Considering his recent positioning as a heel for liberals on X, it could be easy to forget that Ackman had previously been good at something: making money. Aside from a few catastrophically bad investments, he has brought in some dizzying amounts at his hedge fund, Pershing Square Capital Management — such as his $2.6 billion return on a $27 million bet on March 3, 2020, that the stock market would crash. Ackman is personally worth $9 billion, and Pershing has around $30 billion in assets under management.

Today, Ackman is about to get a lot more money to play around with  — about $5 billion more — when he takes the rare step of a dual initial public offering for Pershing.

The new investment vehicle is Pershing Square USA, Ltd., trading as PSUS. It is a closed-end fund, which means Ackman is raising a fixed amount of money and will not issue new shares after the IPO. At the same time, Ackman is taking the entirety of his hedge fund public as Pershing Square, Inc. This offering, PS, includes Pershing’s three funds: Howard Hughes Holdings, Pershing Square Holdings (which trades in the U.K.), and Pershing Square USA, Ltd.

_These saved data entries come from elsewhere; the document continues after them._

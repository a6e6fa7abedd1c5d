use clap::Subcommand;
use timekeep_core::timer::TimerKind;
use timekeep_core::Store;

use super::print_json;

#[derive(Subcommand)]
pub enum HistoryAction {
    /// Most recent sessions, newest first
    Recent {
        #[arg(long, default_value = "10")]
        limit: usize,
    },
    /// Sessions of one timer kind
    ByType { kind: TimerKind },
    /// Forget all sessions
    Clear,
}

pub fn run(action: HistoryAction) -> Result<(), Box<dyn std::error::Error>> {
    let store = Store::open()?;
    match action {
        HistoryAction::Recent { limit } => print_json(&store.recent_history(limit))?,
        HistoryAction::ByType { kind } => print_json(&store.history_by_type(kind))?,
        HistoryAction::Clear => {
            store.clear_history()?;
            println!("history cleared");
        }
    }
    Ok(())
}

Other than to confuse members of the public who have been making fun of him for two years, why would Ackman do this? It appears to be a safeguard of sorts. PSUS will be managed more actively (read: aggressively) than a regular exchange-traded fund that tracks the performance of a specific stock index like the S&P 500. It is also more difficult to cash out than an exchange-traded fund and has a highish management fee of 2 percent. In exchange for investors’ trusting PSUS with their money for the long run, Ackman is providing an unusual incentive — giving away one share of his management firm (PS) for every five shares an investor buys of the closed fund (PSUS).

One could argue that a buy-five, get-one-free deal on Wall Street portends either a good buy or a panicked seller. But it appears to have worked: Pershing Square USA, Ltd. is expected to bring in $5 billion in new investment. That number may not be as big as Ackman once hoped; two years ago, he eyed a $25 billion IPO for PSUS but withdrew the paperwork after the company accidentally published a letter to investors showing it was on track to raise about a tenth of that. Still, the launch today is the largest public offering of the year so far — and the largest closed-end-fund IPO ever.

Given Ackman’s profile on X, one might assume that a majority of investors are posters who enjoyed his Musk-like retweets of Babylon Bee articles and charts about crime. Back in 2024, the company even wrote in an SEC filing that the closed-end fund would leverage Ackman’s “brand-name profile and broad retail following” into investment. In reality, Pershing now reports that 85 percent of its commitments come from institutional investors. So Ackman is at least able to convince other rich people to give him billions in hopes that they end up with a prescient bet — as when he bought the dip on Uber — and not another Herbalife.